An African-American transgender woman was robbed and beaten in the Mid-City neighborhood of New Orleans just before 5 a.m., July 26, according to a report by WDSU. Authorities said the victim was robbed of her purse and beaten by three men and that she was targeted because of her gender identity.

July 30, 2014, Washington, D.C.


A 15-year-old transgender girl was stabbed on a southbound Metro Green Line train in Washington, D.C., on July 30 and suffered non-life-threatening injuries to her upper left back, Metro Transit Police told BuzzFeed at the time.

Police said they intercepted the train and promptly arrested Reginald Anthony Klaiber, 24, in connection with the attack. Witnesses said Klaiber allegedly accosted the victim and a group of friends on the train, insulting her for her wig and appearance, before stabbing her with a 3.5-inch folding knife. Klaiber has been charged with assault with a deadly weapon, a count that could include a bias — or hate crime — enhancement, police said.

A train pulls into a D.C. Metro train station. KAREN BLEIER/AFP / Getty Images

Aug. 2, 2014, Washington, D.C.


Washington, D.C. authorities said they were investigating a second crime against a transgender victim within the same week after a 30-year-old transgender woman was robbed at gunpoint around 4 p.m., Aug. 2 while walking to pay bills on Martin Luther King,Jr. Avenue SE, according to a report by News4.

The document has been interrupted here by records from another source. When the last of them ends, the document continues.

impl DomainCtx {
    pub(crate) fn new(shared: Arc<DomainShared>, pool: Arc<PoolShared>, quanta: u32) -> Self {
        Self {
            shared,
            pool,
            ready: VecDeque::new(),
            tasks: BTreeMap::new(),
            suspensions: BTreeMap::new(),
            settling: Vec::new(),
            quanta,
            slices: 0,
            current: None,
            in_select: false,
        }
    }

    pub(crate) fn shared(&self) -> &Arc<DomainShared> {
        &self.shared
    }

    pub(crate) fn pool(&self) -> &Arc<PoolShared> {
        &self.pool
    }

    pub(crate) fn domain_id(&self) -> DomainId {
        self.shared.id
    }

    /// Identity of the task currently being polled.
    ///
    /// # Panics
    ///
    /// Panics when no task is running, e.g. from a finaliser or from
    /// outside the scheduler.
    pub(crate) fn current_task_id(&self) -> TaskId {
        match self.current {
            Some(uid) => TaskId::new(self.shared.id, uid),
            None => panic!("attent: operation outside of a task"),
        }
    }

    /// Charges one scheduling slice against the running task's quantum.
    pub(crate) fn charge(&mut self, cx: &mut Context<'_>) -> Charge {
        if self.slices == 0 {
            cx.waker().wake_by_ref();
            Charge::Yield
        } else {
            self.slices -= 1;
            Charge::Go
        }
    }

    fn make_waker(&self, uid: TaskUid) -> Waker {
        Waker::from(Arc::new(TaskWaker {
            home: Arc::clone(&self.shared),
            uid,
        }))
    }

    /// Inserts a task record and enqueues it at the tail.
    pub(crate) fn spawn_ready(
        &mut self,
        state: Arc<PromiseState>,
        future: Pin<Box<dyn Future<Output = ()> + Send>>,
        gifts: Vec<Resource>,
    ) {
        let uid = state.id.uid;
        let waker = self.make_waker(uid);
        let mut ledger = Ledger::default();
        for gift in gifts {
            ledger.push_held(Arc::clone(gift.cell()));
        }
        trace!(task = %state.id, "task start");
        self.tasks.insert(
            uid,
            TaskRecord {
                state,
                future: Some(future),
                run: RunState::Queued,
                children: SmallVec::new(),
                ledger,
                waker,
            },
        );
        self.ready.push_back(uid);
    }

    /// Records a freshly spawned child under its parent.
    pub(crate) fn add_child(&mut self, parent: TaskUid, child: Arc<PromiseState>) {
        let rec = self
            .tasks
            .get_mut(&parent)
            .expect("spawning task has a record");
        rec.children.push(ChildRef {
            state: child,
            released: false,
        });
    }

    /// Marks a child as awaited or cancelled and prunes settled entries.
    pub(crate) fn release_child(&mut self, parent: TaskUid, child: TaskId) {
        if let Some(rec) = self.tasks.get_mut(&parent) {
            for entry in &mut rec.children {
                if entry.state.id == child {
                    entry.released = true;
                }
            }
            rec.children
                .retain(|entry| !(entry.released && entry.state.is_terminal()));
        }
    }

    fn requeue(&mut self, uid: TaskUid) {
        if let Some(rec) = self.tasks.get_mut(&uid)
            && rec.run == RunState::Parked
        {
            rec.run = RunState::Queued;
            self.ready.push_back(uid);
        }
    }

    fn next_ready(&mut self) -> Option<TaskUid> {
        self.ready.pop_front()
    }

    pub(crate) fn register_suspension(&mut self, uid: SyscallUid, cell: Arc<SuspendCell>) {
        let task = self
            .current
            .expect("suspension registered outside of a task");
        self.suspensions.insert(uid, Suspension { task, cell });
    }

    pub(crate) fn has_suspension(&self, uid: SyscallUid) -> bool {
        self.suspensions.contains_key(&uid)
    }

    pub(crate) fn in_select(&self) -> bool {
        self.in_select
    }

    pub(crate) fn ledger_mut(&mut self, uid: TaskUid) -> &mut Ledger {
        &mut self
            .tasks
            .get_mut(&uid)
            .expect("running task has a record")
            .ledger
    }

    pub(crate) fn try_ledger_mut(&mut self, uid: TaskUid) -> Option<&mut Ledger> {
        self.tasks.get_mut(&uid).map(|rec| &mut rec.ledger)
    }

    pub(crate) fn task_parent(&self, uid: TaskUid) -> Option<TaskId> {
        self.tasks.get(&uid).and_then(|rec| rec.state.parent)
    }

    pub(crate) fn parent_home(&self, uid: TaskUid) -> Option<Arc<DomainShared>> {
        self.tasks
            .get(&uid)
            .and_then(|rec| rec.state.parent_home.clone())
    }

    pub(crate) fn ready_len(&self) -> usize {
        self.ready.len()
    }

    pub(crate) fn suspended_len(&self) -> usize {
        self.suspensions.len()
    }

    pub(crate) fn task_count(&self) -> usize {
        self.tasks.len()
    }

    pub(crate) fn current_task_shape(&self) -> Option<(usize, usize)> {
        let uid = self.current?;
        let rec = self.tasks.get(&uid)?;
        Some((rec.children.len(), rec.ledger.len()))
    }
}

struct TaskWaker {
    home: Arc<DomainShared>,
    uid: TaskUid,
}

impl Wake for TaskWaker {
    fn wake(self: Arc<Self>) {
        self.wake_by_ref();
    }

    fn wake_by_ref(self: &Arc<Self>) {
        self.home.post(Message::Wake(self.uid));
    }
}

thread_local! {
    static CTX: RefCell<Option<DomainCtx>> = const { RefCell::new(None) };
}

/// Installs a domain context on the current thread for the duration of the
/// returned guard.
pub(crate) fn install(ctx: DomainCtx) -> CtxGuard {
    CTX.with(|slot| {
        let mut slot = slot.borrow_mut();
        assert!(
            slot.is_none(),
            "attent: a scheduler domain is already running on this thread"
        );
        *slot = Some(ctx);
    });
    CtxGuard
}

pub(crate) struct CtxGuard;

impl Drop for CtxGuard {
    fn drop(&mut self) {
        CTX.with(|slot| slot.borrow_mut().take());
    }
}

/// Runs a closure against the current thread's domain context.
///
/// # Panics
///
/// Panics outside of a `run` call, and on reentry (e.g. from a finaliser
/// that calls back into the scheduler).
pub(crate) fn with_ctx<R>(f: impl FnOnce(&mut DomainCtx) -> R) -> R {
    CTX.with(|slot| {
        let mut slot = slot.borrow_mut();
        let ctx = slot
            .as_mut()
            .unwrap_or_else(|| panic!("attent: scheduler operation outside of a run context"));
        f(ctx)
    })
}

/// What the executor does for a living on one domain.
pub(crate) enum Role {
    /// Domain 0: runs until the root promise is terminal.
    Main { root: Arc<PromiseState> },
    /// Worker: runs until the pool shuts down and local work drains.
    Worker,
}

enum PollOutcome {
    Completed,
    Progress,
    Skipped,
}

/// The domain loop. Returns when the role's exit condition holds or when a
/// peer domain recorded a failure.
pub(crate) fn event_loop(events: &mut dyn Events, role: &Role) {
    let (shared, pool) = with_ctx(|c| (Arc::clone(c.shared()), Arc::clone(c.pool())));
    loop {
        drain_inbox(&shared);
        settle_pass();
        if pool.failed() {
            break;
        }
        if matches!(role, Role::Main { root } if root.is_terminal()) {
            break;
        }
        let next = with_ctx(DomainCtx::next_ready);
        if let Some(uid) = next {
            match poll_task(uid) {
                PollOutcome::Progress => bridge(events, false),
                PollOutcome::Completed | PollOutcome::Skipped => {}
            }
        } else if idle_exit(&shared, &pool, role) {
            break;
        } else {
            bridge(events, true);
        }
    }
}

fn idle_exit(shared: &Arc<DomainShared>, pool: &Arc<PoolShared>, role: &Role) -> bool {
    match role {
        Role::Main { .. } => false,
        Role::Worker => {
            pool.is_shutdown() && shared.inbox_is_empty() && with_ctx(|c| c.tasks.is_empty())
        }
    }
}

fn drain_inbox(shared: &Arc<DomainShared>) {
    let mut reaped: Vec<Arc<ResourceCell>> = Vec::new();
    while let Some(message) = shared.pop() {
        match message {
            Message::Start(env) => with_ctx(|c| {
                let state = Arc::clone(&env.state);
                c.spawn_ready(env.state, env.future, env.gifts);
                // A cancel can outrun the start envelope when it comes from
                // a third domain. The mark survives; honour it now.
                if state.cancel_requested() {
                    apply_cancel(c, &state, &mut reaped);
                }
            }),
            Message::Cancel(state) => with_ctx(|c| apply_cancel(c, &state, &mut reaped)),
            Message::Wake(uid) => with_ctx(|c| c.requeue(uid)),
            Message::Settled(_) => {
                // Only a wakeup; the settle pass below re-checks.
            }
            Message::Adopt { parent, cell } => {
                let adopted = with_ctx(|c| match c.try_ledger_mut(parent) {
                    Some(ledger) => {
                        ledger.push_held(Arc::clone(&cell));
                        true
                    }
                    None => false,
                });
                if !adopted {
                    debug!(resource = %cell.uid, "adopting task is gone, reaping");
                    reaped.push(cell);
                }
            }
        }
    }
    for cell in reaped {
        cell.run_finalizer();
    }
}

/// Applies a cancel request to a locally owned task: discard its
/// suspensions, drop its continuation, reap held resources, and propagate
/// to children. Collected finalisers run once the context borrow ends.
fn apply_cancel(
    ctx: &mut DomainCtx,
    state: &Arc<PromiseState>,
    reaped: &mut Vec<Arc<ResourceCell>>,
) {
    debug_assert_eq!(state.id.domain, ctx.domain_id());
    state.request_cancel();
    if state.is_terminal() {
        // Cancellation wins retroactively over an already settled result.
        state.set_phase(Phase::Cancelled);
        state.wake_waiters();
        return;
    }
    let uid = state.id.uid;
    let mut propagate: Vec<Arc<PromiseState>> = Vec::new();
    match ctx.tasks.get_mut(&uid) {
        None => {
            // Not started here yet; the start envelope will see the mark.
        }
        Some(rec) if rec.run == RunState::Settling => {
            for child in &rec.children {
                if !child.state.is_terminal() {
                    propagate.push(Arc::clone(&child.state));
                }
            }
        }
        Some(rec) => {
            trace!(task = %state.id, "cancelling");
            rec.future = None;
            rec.run = RunState::Settling;
            for child in &mut rec.children {
                if !child.released {
                    child.released = true;
                    propagate.push(Arc::clone(&child.state));
                }
            }
            reaped.extend(rec.ledger.collect_held());
            ctx.suspensions.retain(|_, susp| susp.task != uid);
            ctx.settling.push(uid);
        }
    }
    for child in propagate {
        route_cancel(ctx, child, reaped);
    }
}

/// Sends a cancel request towards the domain owning the target.
fn route_cancel(
    ctx: &mut DomainCtx,
    state: Arc<PromiseState>,
    reaped: &mut Vec<Arc<ResourceCell>>,
) {
    if state.id.domain == ctx.domain_id() {
        apply_cancel(ctx, &state, reaped);
    } else {
        state.request_cancel();
        ctx.pool().domain(state.id.domain).post(Message::Cancel(state));
    }
}

fn poll_task(uid: TaskUid) -> PollOutcome {
    let popped = with_ctx(|c| {
        let quanta = c.quanta;
        let rec = c.tasks.get_mut(&uid)?;
        if rec.run != RunState::Queued {
            return None;
        }
        let future = rec.future.take()?;
        rec.run = RunState::Running;
        c.current = Some(uid);
        c.slices = quanta;
        Some((future, rec.waker.clone()))
    });
    let Some((mut future, waker)) = popped else {
        return PollOutcome::Skipped;
    };
    let mut cx = Context::from_waker(&waker);
    let polled = catch_unwind(AssertUnwindSafe(|| future.as_mut().poll(&mut cx)));
    with_ctx(|c| c.current = None);
    match polled {
        Ok(Poll::Pending) => {
            with_ctx(|c| {
                if let Some(rec) = c.tasks.get_mut(&uid) {
                    rec.future = Some(future);
                    rec.run = RunState::Parked;
                }
            });
            PollOutcome::Progress
        }
        Ok(Poll::Ready(())) => {
            complete_normal(uid);
            PollOutcome::Completed
        }
        Err(payload) => {
            if payload.is::<Fatal>() {
                resume_unwind(payload);
            }
            complete_failed(uid, payload);
            PollOutcome::Progress
        }
    }
}

fn complete_normal(uid: TaskUid) {
    let (id, abandoned, leaked, cells) = with_ctx(|c| {
        let rec = c.tasks.get_mut(&uid).expect("completed task has a record");
        rec.state.set_phase(Phase::Resolved);
        rec.run = RunState::Settling;
        let abandoned = rec
            .children
            .iter()
            .find(|child| !child.released)
            .map(|child| child.state.id);
        let leaked = rec.ledger.first_held();
        let cells = rec.ledger.collect_held();
        c.settling.push(uid);
        (rec.state.id, abandoned, leaked, cells)
    });
    trace!(task = %id, "task resolved");
    for cell in cells {
        cell.run_finalizer();
    }
    if let Some(child) = abandoned {
        Fatal::StillHasChildren { task: id, child }.raise();
    }
    if let Some(resource) = leaked {
        Fatal::ResourceLeak { task: id, resource }.raise();
    }
}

The victim said she felt a gun against the back of her head before the assailant said he would shoot and kill her if she didn’t give him her money. Authorities said they are investigating the robbery as a potential hate crime, according to the report.

Aug. 15, 2014, Detroit


Two transgender women were shot and wounded within the span of four days in Detroit, police told BuzzFeed. The first victim was shot Aug. 15, and the second victim was shot in the early hours of Aug. 18. Both were treated at local hospitals. Another victim police have identified as a man was also shot and died Aug. 15, but police could not say whether that person identified as transgender or LGBT. Police Sgt. Michael Woody told BuzzFeed investigators have identified a person of interest in the cases but that nobody is in custody as of Aug. 21.